Milford Sound: Pre-packaged wilderness
Posted by daveb on March 5th, 2009
First off, let me tell you that Milford Sound is actually a fiord (or fjord, if you’re Scandinavian). What’s the difference? Fiords are carved by glaciers, sounds are not. Or something. Oh, I don’t know so I’ll refer to the information on the Real Journeys website:
What is the difference between a sound and a fiord?
Throughout Fiordland the fiords are officially mapped as sounds. Strictly speaking, they should be called fiords.A fiord is a glaciated valley – typically narrow and steep-sided – that has been flooded by the sea after the glacier’s retreat. A sound, on the other hand, is a river valley flooded by the sea following a rise in sea levels or depression of the land, or a combination of both.
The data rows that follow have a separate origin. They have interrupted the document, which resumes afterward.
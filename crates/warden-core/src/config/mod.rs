//! Engine configuration
//!
//! Layered loading: defaults, then an optional JSON/TOML/YAML file, then
//! `WARDEN_*` environment overrides, then validation.

mod env_loader;
mod file_loader;
mod loader;
mod types;

#[cfg(test)]
mod tests;

pub use env_loader::{ENV_PREFIX, apply_env_overrides};
pub use file_loader::load_from_file;
pub use loader::{ConfigLoader, ConfigSource, load_config};
pub use types::{
    DevServerConfig, EngineConfig, LOG_FORMATS, LoggingConfig, PatternConfig, PolicyConfig,
    SessionConfig, SupervisorConfig,
};
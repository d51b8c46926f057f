//! Error types for the sandbox engine
//!
//! Validation denials are returned as data by the gateway. Everything that can
//! go wrong once a command is handed to the supervisor is a [`SandboxError`].

use serde::{Deserialize, Serialize};

/// Result type for sandbox operations
pub type SandboxResult<T> = Result<T, SandboxError>;

/// Errors that can occur during sandbox operations
#[derive(Debug, Clone, thiserror::Error)]
pub enum SandboxError {
    /// Command rejected by the policy gateway
    #[error("Command denied: {reason}")]
    Denied { reason: String },

    /// The OS failed to start the process
    #[error("Failed to spawn '{command}': {message}")]
    Spawn { command: String, message: String },

    /// The process ran and exited unsuccessfully
    #[error("Command {command_id} exited with {}", describe_exit(.exit_code))]
    Execution {
        command_id: String,
        exit_code: Option<i32>,
        stdout: String,
        stderr: String,
    },

    /// The process exceeded its execution budget
    #[error("Command {command_id} timed out after {elapsed_ms}ms")]
    Timeout {
        command_id: String,
        elapsed_ms: u64,
        stdout: String,
        stderr: String,
    },

    /// The process was explicitly killed
    #[error("Command {command_id} was cancelled")]
    Cancelled { command_id: String },

    /// The session is not in a state that accepts work
    #[error("Session is not ready (state: {state})")]
    SessionNotReady { state: String },

    /// Session initialization failed
    #[error("Session initialization failed: {0}")]
    Initialization(String),

    /// No tracked execution with this id
    #[error("Unknown execution: {0}")]
    UnknownExecution(String),

    /// No dev-server profile for this framework
    #[error("Unknown framework: {0}")]
    UnknownFramework(String),

    /// Caller supplied options that cannot be honoured
    #[error("Invalid execution options: {0}")]
    InvalidOptions(String),

    /// Invalid configuration or policy snapshot
    #[error("Invalid configuration: {0}")]
    Config(String),

    /// The session's port range is used up
    #[error("No ports left to allocate")]
    PortsExhausted,

    /// Filesystem or process IO failure
    #[error("IO error: {0}")]
    Io(String),
}

/// Coarse classification of a [`SandboxError`]
#[derive(Debug, Clone, Copy, PartialEq, Eq, Serialize, Deserialize)]
#[serde(rename_all = "snake_case")]
pub enum ErrorKind {
    ValidationDenied,
    Spawn,
    Execution,
    Timeout,
    Cancelled,
    Session,
    Configuration,
    Internal,
}

impl SandboxError {
    /// Classify the error
    pub fn kind(&self) -> ErrorKind {
        match self {
            SandboxError::Denied { .. } => ErrorKind::ValidationDenied,
            SandboxError::Spawn { .. } => ErrorKind::Spawn,
            SandboxError::Execution { .. } => ErrorKind::Execution,
            SandboxError::Timeout { .. } => ErrorKind::Timeout,
            SandboxError::Cancelled { .. } => ErrorKind::Cancelled,
            SandboxError::SessionNotReady { .. }
            | SandboxError::Initialization(_)
            | SandboxError::UnknownExecution(_)
            | SandboxError::PortsExhausted => ErrorKind::Session,
            SandboxError::UnknownFramework(_)
            | SandboxError::InvalidOptions(_)
            | SandboxError::Config(_) => ErrorKind::Configuration,
            SandboxError::Io(_) => ErrorKind::Internal,
        }
    }

    /// Stable code for programmatic handling
    pub fn error_code(&self) -> &'static str {
        match self {
            SandboxError::Denied { .. } => "validation_denied",
            SandboxError::Spawn { .. } => "spawn_failed",
            SandboxError::Execution { .. } => "execution_failed",
            SandboxError::Timeout { .. } => "timeout",
            SandboxError::Cancelled { .. } => "cancelled",
            SandboxError::SessionNotReady { .. } => "session_not_ready",
            SandboxError::Initialization(_) => "initialization_failed",
            SandboxError::UnknownExecution(_) => "unknown_execution",
            SandboxError::UnknownFramework(_) => "unknown_framework",
            SandboxError::InvalidOptions(_) => "invalid_options",
            SandboxError::Config(_) => "invalid_config",
            SandboxError::PortsExhausted => "ports_exhausted",
            SandboxError::Io(_) => "io_error",
        }
    }

    /// Captured stderr, when the failure carries one
    pub fn stderr(&self) -> Option<&str> {
        match self {
            SandboxError::Execution { stderr, .. } | SandboxError::Timeout { stderr, .. } => {
                Some(stderr)
            }
            _ => None,
        }
    }

    /// Exit code of a process that ran to completion
    pub fn exit_code(&self) -> Option<i32> {
        match self {
            SandboxError::Execution { exit_code, .. } => *exit_code,
            _ => None,
        }
    }
}

impl From<std::io::Error> for SandboxError {
    fn from(err: std::io::Error) -> Self {
        SandboxError::Io(err.to_string())
    }
}

fn describe_exit(code: &Option<i32>) -> String {
    match code {
        Some(code) => format!("exit code {}", code),
        None => "termination by signal".to_string(),
    }
}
Discovered by a Welsh bloke and originally named Milford Haven, Milford sound is majestic taste of New Zealand tourism. This silent wilderness is best experienced by cramming yourself onto a three-level boat with five hundred snap-happy Japanese tourists, many of whom have just stepped-off the same transfer-coach as you.
Only joking! If you’re down this neck of the woods, the best way is to drive yourself from Te Anau to Milford Sound port and, if you do nothing else, avoid the lunchtime sailings on the big boats like the plague! Concerned with her ability to avoid sea-sickness on a smaller vessel, we booked ourselves onto a big boat tour that sailed after the lunchtime coach-crowds had mostly left, thus giving ourselves enough room to blow about in the twenty knot wind on deck. Seriously, our Christchurch-bought windproof fleeces and tie-down hats came into their own today. Most folks started atop the open deck, only to scurry below once out in the harsh maritime winds on the open water.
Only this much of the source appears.